* _What you will do_: If a line in the listing below has the string "must", copy it out.

* _Source information_:
○ ○ ○ ○ ○ ○ ○

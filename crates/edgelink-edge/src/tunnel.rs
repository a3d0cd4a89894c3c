//! Agent side of the edge: the tunnel channel endpoint
//!
//! An agent opens a WebSocket at the tunnel path and must start with a
//! `connect` message carrying its tenant token. A bad or missing handshake is
//! answered with `disconnect` and the socket is closed before the agent joins
//! any room. After that, one writer task drains the connection's outbound
//! queue and sends keepalive pings while this task reads and dispatches.

use crate::server::EdgeState;
use axum::{
    extract::{
        ws::{Message, WebSocket, WebSocketUpgrade},
        State,
    },
    response::Response,
};
use edgelink_control::{ControlPlane, DispatchOutcome, OUTBOUND_QUEUE_SIZE};
use edgelink_proto::{ConnectAccepted, Heartbeat, TunnelCodec, TunnelMessage};
use futures_util::stream::{SplitSink, SplitStream};
use futures_util::{SinkExt, StreamExt};
use std::sync::Arc;
use std::time::{Duration, SystemTime, UNIX_EPOCH};
use tokio::sync::mpsc;
use tracing::{debug, error, info, warn};
use uuid::Uuid;

pub async fn tunnel_ingress(State(state): State<Arc<EdgeState>>, ws: WebSocketUpgrade) -> Response {
    ws.max_message_size(TunnelCodec::MAX_MESSAGE_SIZE)
        .max_frame_size(TunnelCodec::MAX_MESSAGE_SIZE)
        .on_upgrade(move |socket| handle_agent_socket(state, socket))
}

/// Removes the connection from its room however the handler exits
struct Membership<'a> {
    control: &'a ControlPlane,
    connection_id: Uuid,
}

impl Drop for Membership<'_> {
    fn drop(&mut self) {
        self.control.detach(self.connection_id);
    }
}

async fn handle_agent_socket(state: Arc<EdgeState>, socket: WebSocket) {
    let (mut sink, mut stream) = socket.split();
    let control = &state.control;

    let connect = match tokio::time::timeout(state.config.handshake_timeout, read_message(&mut stream)).await {
        Ok(Some(TunnelMessage::Connect(connect))) => connect,
        Ok(Some(other)) => {
            warn!(event = %other.event_name(), "Agent did not start with connect");
            reject(&mut sink, "expected connect").await;
            return;
        }
        Ok(None) => {
            debug!("Agent socket closed before handshake");
            return;
        }
        Err(_) => {
            warn!("Agent handshake timed out");
            reject(&mut sink, "handshake timeout").await;
            return;
        }
    };

    let tenant = match control.authenticate(&connect) {
        Ok(tenant) => tenant,
        Err(e) => {
            reject(&mut sink, &format!("authentication failed: {}", e)).await;
            return;
        }
    };

    let (tx, rx) = mpsc::channel(OUTBOUND_QUEUE_SIZE);
    let connection = control.attach(&tenant, &connect.agent_id, tx);
    let _membership = Membership {
        control,
        connection_id: connection.connection_id,
    };

    info!(
        tenant = %tenant,
        connection_id = %connection.connection_id,
        agent_id = %connect.agent_id,
        version = %connect.version,
        "Agent connected"
    );

    let accepted = TunnelMessage::Connected(ConnectAccepted {
        connection_id: connection.connection_id,
        tenant: tenant.clone(),
    });
    if send_message(&mut sink, &accepted).await.is_err() {
        return;
    }

    let writer = tokio::spawn(writer_task(
        sink,
        rx,
        state.config.ping_interval,
        connection.connection_id,
    ));

    while let Some(message) = read_message(&mut stream).await {
        match control.dispatch(&connection, message) {
            DispatchOutcome::Continue => {}
            DispatchOutcome::Reply(reply) => {
                if connection.send(reply).await.is_err() {
                    break;
                }
            }
            DispatchOutcome::Close => break,
        }
    }

    writer.abort();
    info!(
        tenant = %tenant,
        connection_id = %connection.connection_id,
        "Agent connection closed"
    );
}

/// Drains the outbound queue onto the socket and keeps the channel alive
async fn writer_task(
    mut sink: SplitSink<WebSocket, Message>,
    mut rx: mpsc::Receiver<TunnelMessage>,
    ping_interval: Duration,
    connection_id: Uuid,
) {
    let mut ticker = tokio::time::interval(ping_interval);
    ticker.tick().await;

    loop {
        let message = tokio::select! {
            message = rx.recv() => match message {
                Some(message) => message,
                None => break,
            },
            _ = ticker.tick() => TunnelMessage::Ping(Heartbeat { timestamp: unix_millis() }),
        };

        if let Err(e) = send_message(&mut sink, &message).await {
            debug!(connection_id = %connection_id, "Agent socket write failed: {}", e);
            break;
        }
    }

    debug!(connection_id = %connection_id, "Agent writer task ended");
    let _ = sink.close().await;
}

/// Read the next tunnel message, skipping frames that do not decode
///
/// Returns None once the socket is closed or broken.
async fn read_message(stream: &mut SplitStream<WebSocket>) -> Option<TunnelMessage> {
    while let Some(frame) = stream.next().await {
        match frame {
            Ok(Message::Text(text)) => match TunnelCodec::decode(text.as_str()) {
                Ok(message) => return Some(message),
                Err(e) => warn!("Skipping undecodable tunnel frame: {}", e),
            },
            Ok(Message::Binary(_)) => warn!("Skipping binary tunnel frame"),
            Ok(Message::Close(_)) => return None,
            Ok(Message::Ping(_)) | Ok(Message::Pong(_)) => {}
            Err(e) => {
                debug!("Agent socket error: {}", e);
                return None;
            }
        }
    }
    None
}

async fn send_message(
    sink: &mut SplitSink<WebSocket, Message>,
    message: &TunnelMessage,
) -> Result<(), axum::Error> {
    let text = match TunnelCodec::encode(message) {
        Ok(text) => text,
        Err(e) => {
            // One oversized message must not take the channel down
            error!(event = %message.event_name(), "Failed to encode tunnel message: {}", e);
            return Ok(());
        }
    };
    sink.send(Message::Text(text.into())).await
}

async fn reject(sink: &mut SplitSink<WebSocket, Message>, reason: &str) {
    let _ = send_message(sink, &TunnelMessage::disconnect(reason)).await;
    let _ = sink.close().await;
}

fn unix_millis() -> u64 {
    SystemTime::now()
        .duration_since(UNIX_EPOCH)
        .map(|elapsed| elapsed.as_millis() as u64)
        .unwrap_or_default()
}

○ ○ ○ ○ ○ ○ ○

* _Solved problem_:
//! An agent opens a WebSocket at the tunnel path and must start with a
            // One oversized message must not take the channel down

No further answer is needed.